Restarting service takes too much time

Sun Dec 11 23:30:03 UTC 2022

Hello!

On Sat, Dec 10, 2022 at 09:52:37AM +0100, Charlie Kilo wrote:

> we have roundabout 7k ips in use, 3k ipv6, 4k ipv4 and 52 workers.
> that results in ~364000 ips which need to be bound - twice that in sockets
> if i count port 80 and 443.
> 
> we have indeed reuseport active - we already thought about using a
> wildcard-address on a socket, but didnt have time to investigate and test
> thoroughly..
> if its really only useful for balancing udp we might be able to get rid of
> it.

Thanks for the details.  Running with 700k listening sockets 
indeed might be a challenge.

Further, it looks like Linux isn't very effective when handling 
lots of listening sockets on the same port.  In my limited 
testing, binding 10k listening sockets on the same port takes 
about 10 seconds, binding 20k listening sockets takes 50 seconds, 
and binding 30k listening sockets takes 140 seconds.

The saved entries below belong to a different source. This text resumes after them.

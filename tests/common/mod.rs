#![allow(dead_code)]

use async_trait::async_trait;
use meme_sync::describe::DescriptionGenerator;
use meme_sync::domain::{ChatPrompt, FileStorage, Fetcher, MemeRepository, TextGenerator};
use meme_sync::errors::{FetchError, GenerationError, RepoError, StorageError};
use meme_sync::models::{MemePatch, MemeRecord, RecordFilter};
use std::collections::{BTreeMap, HashSet};
use std::path::Path;
use std::sync::{Arc, Mutex};
use tempfile::TempDir;
use uuid::Uuid;

pub fn create_test_dir() -> TempDir {
    tempfile::tempdir().expect("Should create temp dir")
}

pub fn write_files(dir: &Path, names: &[&str]) {
    for name in names {
        std::fs::write(dir.join(name), format!("bytes of {}", name)).expect("Should write file");
    }
}

// ============ Object storage ============

#[derive(Default)]
pub struct InMemoryStorage {
    pub objects: Mutex<BTreeMap<String, (Vec<u8>, Option<String>)>>,
    pub uploads: Mutex<Vec<String>>,
    pub deletes: Mutex<Vec<String>>,
    pub fail_uploads: HashSet<String>,
    pub fail_deletes: bool,
    pub fail_list: bool,
}

impl InMemoryStorage {
    pub fn with_objects(keys: &[&str]) -> Self {
        let storage = Self::default();
        {
            let mut objects = storage.objects.lock().unwrap();
            for key in keys {
                objects.insert(key.to_string(), (Vec::new(), None));
            }
        }
        storage
    }

    pub fn keys(&self) -> Vec<String> {
        self.objects.lock().unwrap().keys().cloned().collect()
    }

    pub fn upload_count(&self) -> usize {
        self.uploads.lock().unwrap().len()
    }
}

#[async_trait]
impl FileStorage for InMemoryStorage {
    async fn list(&self) -> Result<Vec<String>, StorageError> {
        if self.fail_list {
            return Err(StorageError::BackendError(anyhow::anyhow!("bucket unreachable")));
        }
        Ok(self.keys())
    }

    async fn upload(&self, key: &str, data: Vec<u8>, content_type: Option<String>) -> Result<(), StorageError> {
        self.uploads.lock().unwrap().push(key.to_string());
        if self.fail_uploads.contains(key) {
            return Err(StorageError::UploadFailed(format!("simulated failure for {}", key)));
        }
        self.objects
            .lock()
            .unwrap()
            .insert(key.to_string(), (data, content_type));
        Ok(())
    }

    async fn delete(&self, key: &str) -> Result<(), StorageError> {
        self.deletes.lock().unwrap().push(key.to_string());
        if self.fail_deletes {
            return Err(StorageError::BackendError(anyhow::anyhow!("delete refused")));
        }
        self.objects.lock().unwrap().remove(key);
        Ok(())
    }

    fn public_url(&self, key: &str) -> String {
        format!("https://cdn.test/memes/{}", key)
    }
}

// ============ Table ============

#[derive(Default)]
pub struct InMemoryRepository {
    pub rows: Mutex<Vec<MemeRecord>>,
    pub inserts: Mutex<Vec<String>>,
    pub updates: Mutex<Vec<Uuid>>,
    /// Names whose insert or update fails.
    pub fail_names: HashSet<String>,
    pub fail_select: bool,
    /// Only selects with this filter fail.
    pub fail_filter: Option<RecordFilter>,
    pub selects: Mutex<Vec<RecordFilter>>,
}

impl InMemoryRepository {
    pub fn with_rows(rows: Vec<MemeRecord>) -> Self {
        Self {
            rows: Mutex::new(rows),
            ..Self::default()
        }
    }

    pub fn rows(&self) -> Vec<MemeRecord> {
        self.rows.lock().unwrap().clone()
    }

    pub fn insert_count(&self) -> usize {
        self.inserts.lock().unwrap().len()
    }

    pub fn update_count(&self) -> usize {
        self.updates.lock().unwrap().len()
    }
}

#[async_trait]
impl MemeRepository for InMemoryRepository {
    async fn insert(&self, record: &MemeRecord) -> Result<(), RepoError> {
        self.inserts.lock().unwrap().push(record.name.clone());
        if self.fail_names.contains(&record.name) {
            return Err(RepoError::BackendError(anyhow::anyhow!("simulated insert failure")));
        }
        let mut rows = self.rows.lock().unwrap();
        if rows.iter().any(|r| r.id == record.id) {
            return Err(RepoError::Duplicate(record.id));
        }
        rows.push(record.clone());
        Ok(())
    }

    async fn select(&self, filter: &RecordFilter) -> Result<Vec<MemeRecord>, RepoError> {
        self.selects.lock().unwrap().push(filter.clone());
        if self.fail_select || self.fail_filter.as_ref() == Some(filter) {
            return Err(RepoError::BackendError(anyhow::anyhow!("table unreachable")));
        }
        Ok(self
            .rows
            .lock()
            .unwrap()
            .iter()
            .filter(|r| filter.matches(r))
            .cloned()
            .collect())
    }

    async fn update(&self, id: Uuid, patch: &MemePatch) -> Result<(), RepoError> {
        self.updates.lock().unwrap().push(id);
        let mut rows = self.rows.lock().unwrap();
        let row = rows.iter_mut().find(|r| r.id == id).ok_or(RepoError::NotFound(id))?;
        if self.fail_names.contains(&row.name) {
            return Err(RepoError::BackendError(anyhow::anyhow!("simulated update failure")));
        }
        if let Some(description) = &patch.description {
            row.description = Some(description.clone());
        }
        Ok(())
    }
}

// ============ Text generation ============

/// Replies "About <subject>." by echoing the quoted subject from the prompt.
#[derive(Default)]
pub struct EchoGenerator {
    pub prompts: Mutex<Vec<ChatPrompt>>,
}

#[async_trait]
impl TextGenerator for EchoGenerator {
    async fn complete(&self, prompt: &ChatPrompt) -> Result<String, GenerationError> {
        self.prompts.lock().unwrap().push(prompt.clone());
        let subject = prompt.user.split('\'').nth(1).unwrap_or_default();
        Ok(format!(" About {}. ", subject))
    }
}

pub struct FailingGenerator;

#[async_trait]
impl TextGenerator for FailingGenerator {
    async fn complete(&self, _prompt: &ChatPrompt) -> Result<String, GenerationError> {
        Err(GenerationError::Status {
            status: 503,
            body: "unavailable".into(),
        })
    }
}

pub fn echo_describer() -> (Arc<EchoGenerator>, DescriptionGenerator) {
    let generator = Arc::new(EchoGenerator::default());
    (generator.clone(), DescriptionGenerator::new(generator))
}

pub fn failing_describer() -> DescriptionGenerator {
    DescriptionGenerator::new(Arc::new(FailingGenerator))
}

// ============ Downloads ============

#[derive(Default)]
pub struct RecordingFetcher {
    pub calls: Mutex<Vec<String>>,
    pub fail_urls: HashSet<String>,
}

impl RecordingFetcher {
    pub fn call_count(&self) -> usize {
        self.calls.lock().unwrap().len()
    }
}

#[async_trait]
impl Fetcher for RecordingFetcher {
    async fn fetch(&self, url: &str) -> Result<Vec<u8>, FetchError> {
        self.calls.lock().unwrap().push(url.to_string());
        if self.fail_urls.contains(url) {
            return Err(FetchError::Status {
                url: url.to_string(),
                status: 404,
            });
        }
        Ok(url.as_bytes().to_vec())
    }
}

The most simple and effective solution should be to use listen on 
the wildcard address on the relevant port somewhere in the 
configuration, such as "listen 80;" (with "reuseport" if needed, 
see below), so nginx will open just one listening socket and will 
distribute connections based on the local address as obtained by 
getsockname(), see the description of the "bind" parameter of the 
"listen" directive (http://nginx.org/r/listen).  The only 
additional change to the configuration this requires is removing 
all socket options from the per-IP listen directives, so nginx 
won't try to bind them separately.

Not using "reuseport" should be an option too, but keep in mind 
that in nginx versions before 1.21.6 it might be also useful as a 
workaround for uneven distribution of connections between worker 
processes on modern Linux versions As an alternative solution, 
"accept_mutex on;" can be used (see 
https://trac.nginx.org/nginx/ticket/2285 for details).

-- 
Maxim Dounin
http://mdounin.ru/